Cuando llegamos, al principio nadie habló del motivo del viaje, durante dos días, frente al inconmensurable impacto del aroma vegetal que nos rodeaba, de una selva exuberante y arrogante, actuábamos sin citar la razón fundamental de nuestra estadía en este sitio, tal vez extasiados por tanta belleza, regocijados por el encuentro con Jorge, su esposa una Holandesa hermosa e inteligente, su hijo Inti, un pequeño, de una amabilidad  sin cansancios, lleno de sinceridad y abierto siempre a compartir como un arco iris.
Mis hijos sufrían en silencio y muchas veces parecían no entender el viaje, ni menos el lugar, cada hecho de los últimos seis meses los había asaltado con una precocidad y tragedia insultante. El dialogo con su tío y conmigo les fue dando la apertura de la dimensión de nuestro propósito, lo sublime que era cumplirle a su madre y por este camino a entender sus razones, que se vuelven como guías silenciosas, como una luz que nos va confirmando que el espíritu de un persona nos acompaña en el recuerdo y que puede estar vivo por siempre, que de cierta manera nunca morimos.
Mi hijo Santiago había sido el custodio de las cenizas. Lo hizo con una naturalidad sorprendente, como si estuviera realmente con su madre, sin matices ni misterios, más bien con una dulzura admirable. Ahora que le íbamos a cumplir su último deseo pensábamos en su forma de ser, la manera como asumía sus compromisos, de amar en medio de las rutinas más simples, de estar, en una compañía a sus hijos permanente, total, era su razón de ser y de existir. Jorge ya había escogido el sitio donde sembraríamos el árbol, en el pico de una montaña desde donde se divisiva el bosque imponente, la ciudad de Santa Marta y parte de la bahía.
Hay actos que requieren un ritual, cierta solemnidad, subimos hacia la montaña en silencio, como en una procesión, tal vez cada uno pensaba en Ana a su manera, en lo individual cada relación siempre es diferente, cada quien tendrá una manera de recordarla y vivirla. Pensaba que después de este acto había una especie de aceptación sobre su partida, que la recordaríamos de otra manera, pero que definitivamente ya no la tendríamos más. Miraba el horizonte mientras Jorge y mi hijo cavaban el sitio donde se enterraría el árbol junto con sus cenizas. En ese momento sentí su presencia, su mirada sosegada, sus grandes ojos negros y bellos llenos de dulzura, la firmeza de carácter, su manera de ser contenida, reservada, la vitalidad para afrontar lo indecible, el amor inconmensurable por sus hijos. De pronto Jorge esparcía las cenizas y llenaba de tierra el sitio dejando el arbolito mirando el horizonte y pensé que ahí estaba Ana en todo su esplendor, con esa paz que expresaba cuando estaba alegre, con esa sonrisa repentina después de la frase inteligente que le caracterizaba.

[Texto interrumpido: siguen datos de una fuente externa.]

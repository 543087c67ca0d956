//! Board management and vote-draft flows over in-memory adapters.

use std::collections::BTreeMap;
use std::sync::Arc;

use backend::domain::ports::{
    BoardCommand, BoardQuery, CreateBoardRequest, OrganizationRepository, PollRepository,
    SaveDraftRequest, VotingCommand,
};
use backend::domain::{
    Answer, AnswerId, BoardId, BoardService, ErrorCode, Organization, OrganizationId, Participant,
    Poll, PollId, PollPage, Question, QuestionId, QuestionType, UserId, VotingService,
};
use backend::test_support::memory::{
    InMemoryBoardRepository, InMemoryOrganizationRepository, InMemoryPollRepository,
    InMemoryUserRepository, InMemoryVoteDraftRepository,
};
use chrono::Utc;

type MemoryBoardService = BoardService<
    InMemoryOrganizationRepository,
    InMemoryBoardRepository,
    InMemoryUserRepository,
>;

fn board_harness() -> (Arc<InMemoryOrganizationRepository>, MemoryBoardService) {
    let orgs = Arc::new(InMemoryOrganizationRepository::default());
    let boards = Arc::new(InMemoryBoardRepository::default());
    let users = Arc::new(InMemoryUserRepository::default());
    let service = BoardService::new(orgs.clone(), boards, users);
    (orgs, service)
}

async fn seed_org(
    orgs: &InMemoryOrganizationRepository,
    admin: &UserId,
) -> Organization {
    let org = Organization::create(
        OrganizationId::random(),
        "Allotment".to_owned(),
        None,
        *admin,
        Utc::now(),
    )
    .expect("valid organization");
    orgs.save(&org).await.expect("seed organization");
    orgs.grant_admin(org.id(), admin).await.expect("seed admin");
    org
}

fn board_request(org: &Organization, actor: &UserId, name: &str) -> CreateBoardRequest {
    CreateBoardRequest {
        organization_id: *org.id(),
        name: name.to_owned(),
        general: false,
        actor: *actor,
    }
}

#[tokio::test]
async fn admins_create_list_and_archive_boards() {
    let (orgs, service) = board_harness();
    let admin = UserId::random();
    let org = seed_org(&orgs, &admin).await;

    let general = service
        .create_board(CreateBoardRequest {
            organization_id: *org.id(),
            name: "General".to_owned(),
            general: true,
            actor: admin,
        })
        .await
        .expect("general board is created");
    assert!(general.is_general());

    let projects = service
        .create_board(board_request(&org, &admin, "Projects"))
        .await
        .expect("second board is created");

    let archived = service
        .archive_board(projects.id(), &admin)
        .await
        .expect("admin archives the board");
    assert!(archived.is_archived());

    // Archived boards stay listed, in creation order.
    let listed = service
        .list_boards(org.id(), &admin)
        .await
        .expect("admin lists boards");
    assert_eq!(listed.len(), 2);
    assert_eq!(listed[0].id(), general.id());
    assert_eq!(listed[1].id(), projects.id());
    assert!(listed[1].is_archived());

    let err = service
        .archive_board(projects.id(), &admin)
        .await
        .expect_err("archiving twice is rejected");
    assert_eq!(err.code(), ErrorCode::Conflict);
}

#[tokio::test]
async fn non_admins_cannot_touch_boards() {
    let (orgs, service) = board_harness();
    let admin = UserId::random();
    let org = seed_org(&orgs, &admin).await;
    let stranger = UserId::random();

    let err = service
        .create_board(board_request(&org, &stranger, "Projects"))
        .await
        .expect_err("strangers cannot create boards");
    assert_eq!(err.code(), ErrorCode::Forbidden);

    let err = service
        .list_boards(org.id(), &stranger)
        .await
        .expect_err("strangers cannot list boards");
    assert_eq!(err.code(), ErrorCode::Forbidden);
}

fn two_question_poll(
    single: QuestionId,
    multi: QuestionId,
    answers: &[AnswerId; 3],
) -> Poll {
    let answer = |id: &AnswerId| Answer {
        id: *id,
        text: "option".to_owned(),
    };
    Poll::new(
        PollId::random(),
        BoardId::random(),
        "Season planning",
        vec![PollPage {
            questions: vec![
                Question {
                    id: single,
                    text: "Approve the budget?".to_owned(),
                    kind: QuestionType::SingleChoice,
                    answers: vec![answer(&answers[0]), answer(&answers[1])],
                },
                Question {
                    id: multi,
                    text: "Which plots?".to_owned(),
                    kind: QuestionType::MultipleChoice,
                    answers: vec![answer(&answers[1]), answer(&answers[2])],
                },
            ],
        }],
        Utc::now(),
    )
}

struct VotingHarness {
    service: VotingService<InMemoryPollRepository, InMemoryVoteDraftRepository>,
    poll: Poll,
    voter: UserId,
    single: QuestionId,
    multi: QuestionId,
    answers: [AnswerId; 3],
}

async fn voting_harness() -> VotingHarness {
    let polls = Arc::new(InMemoryPollRepository::default());
    let drafts = Arc::new(InMemoryVoteDraftRepository::default());
    let service = VotingService::new(polls.clone(), drafts);

    let single = QuestionId::random();
    let multi = QuestionId::random();
    let answers = [AnswerId::random(), AnswerId::random(), AnswerId::random()];
    let poll = two_question_poll(single, multi, &answers);
    polls.save(&poll).await.expect("seed poll");

    let voter = UserId::random();
    polls.enroll(Participant {
        poll_id: *poll.id(),
        user_id: voter,
        weight: 3,
    });

    VotingHarness {
        service,
        poll,
        voter,
        single,
        multi,
        answers,
    }
}

fn selections(
    pairs: &[(QuestionId, Vec<AnswerId>)],
) -> BTreeMap<QuestionId, Vec<AnswerId>> {
    pairs.iter().cloned().collect()
}

#[tokio::test]
async fn drafts_save_replace_and_finish() {
    let h = voting_harness().await;

    let draft = h
        .service
        .save_draft(SaveDraftRequest {
            poll_id: *h.poll.id(),
            user_id: h.voter,
            selections: selections(&[
                (h.single, vec![h.answers[0]]),
                (h.multi, vec![h.answers[1], h.answers[2]]),
            ]),
        })
        .await
        .expect("draft saves");
    assert_eq!(draft.selections().len(), 2);

    // A later save replaces the whole selection set.
    let replaced = h
        .service
        .save_draft(SaveDraftRequest {
            poll_id: *h.poll.id(),
            user_id: h.voter,
            selections: selections(&[(h.single, vec![h.answers[1]])]),
        })
        .await
        .expect("second save replaces the first");
    assert_eq!(replaced.selections().len(), 1);
    assert_eq!(
        replaced.selections().get(&h.single),
        Some(&vec![h.answers[1]])
    );

    let finished = h
        .service
        .finish_draft(h.poll.id(), &h.voter)
        .await
        .expect("draft finishes");
    assert!(finished.is_finished());

    // A finished draft is immutable.
    let err = h
        .service
        .save_draft(SaveDraftRequest {
            poll_id: *h.poll.id(),
            user_id: h.voter,
            selections: selections(&[(h.single, vec![h.answers[0]])]),
        })
        .await
        .expect_err("finished drafts reject saves");
    assert_eq!(err.code(), ErrorCode::Conflict);

    let err = h
        .service
        .finish_draft(h.poll.id(), &h.voter)
        .await
        .expect_err("finishing twice is rejected");
    assert_eq!(err.code(), ErrorCode::Conflict);
}

#[tokio::test]
async fn only_enrolled_participants_may_draft() {
    let h = voting_harness().await;
    let outsider = UserId::random();

    let err = h
        .service
        .save_draft(SaveDraftRequest {
            poll_id: *h.poll.id(),
            user_id: outsider,
            selections: BTreeMap::new(),
        })
        .await
        .expect_err("non-participants are rejected");
    assert_eq!(err.code(), ErrorCode::Forbidden);
}

#[tokio::test]
async fn selections_are_validated_against_the_poll() {
    let h = voting_harness().await;

    let err = h
        .service
        .save_draft(SaveDraftRequest {
            poll_id: *h.poll.id(),
            user_id: h.voter,
            selections: selections(&[(QuestionId::random(), vec![h.answers[0]])]),
        })
        .await
        .expect_err("unknown questions are rejected");
    assert_eq!(err.code(), ErrorCode::InvalidRequest);

    let err = h
        .service
        .save_draft(SaveDraftRequest {
            poll_id: *h.poll.id(),
            user_id: h.voter,
            selections: selections(&[(h.single, vec![h.answers[2]])]),
        })
        .await
        .expect_err("answers from another question are rejected");
    assert_eq!(err.code(), ErrorCode::InvalidRequest);

    let err = h
        .service
        .save_draft(SaveDraftRequest {
            poll_id: *h.poll.id(),
            user_id: h.voter,
            selections: selections(&[(h.single, vec![h.answers[0], h.answers[1]])]),
        })
        .await
        .expect_err("single-choice questions take one answer");
    assert_eq!(err.code(), ErrorCode::InvalidRequest);
}

#[tokio::test]
async fn finishing_without_a_draft_is_not_found() {
    let h = voting_harness().await;

    let err = h
        .service
        .finish_draft(h.poll.id(), &h.voter)
        .await
        .expect_err("nothing to finish");
    assert_eq!(err.code(), ErrorCode::NotFound);
}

Durante quince días le visitamos llevándole agua, en lo particular me sentaba a su lado a mirar el horizonte y a pensar en lo corta que es la vida. Recordé el texto que me hizo leer mi padre muy joven “De la brevedad de la vida” de Seneca y pensaba en lo poco conscientes que somos de esta realidad. Regresamos el primero de enero, con la tranquilidad que nos brindaba los últimos días, siempre meditando sobre lo que será nuestra vida en adelante.  Estos fueron los hechos que marcaron el último Adiós a Ana.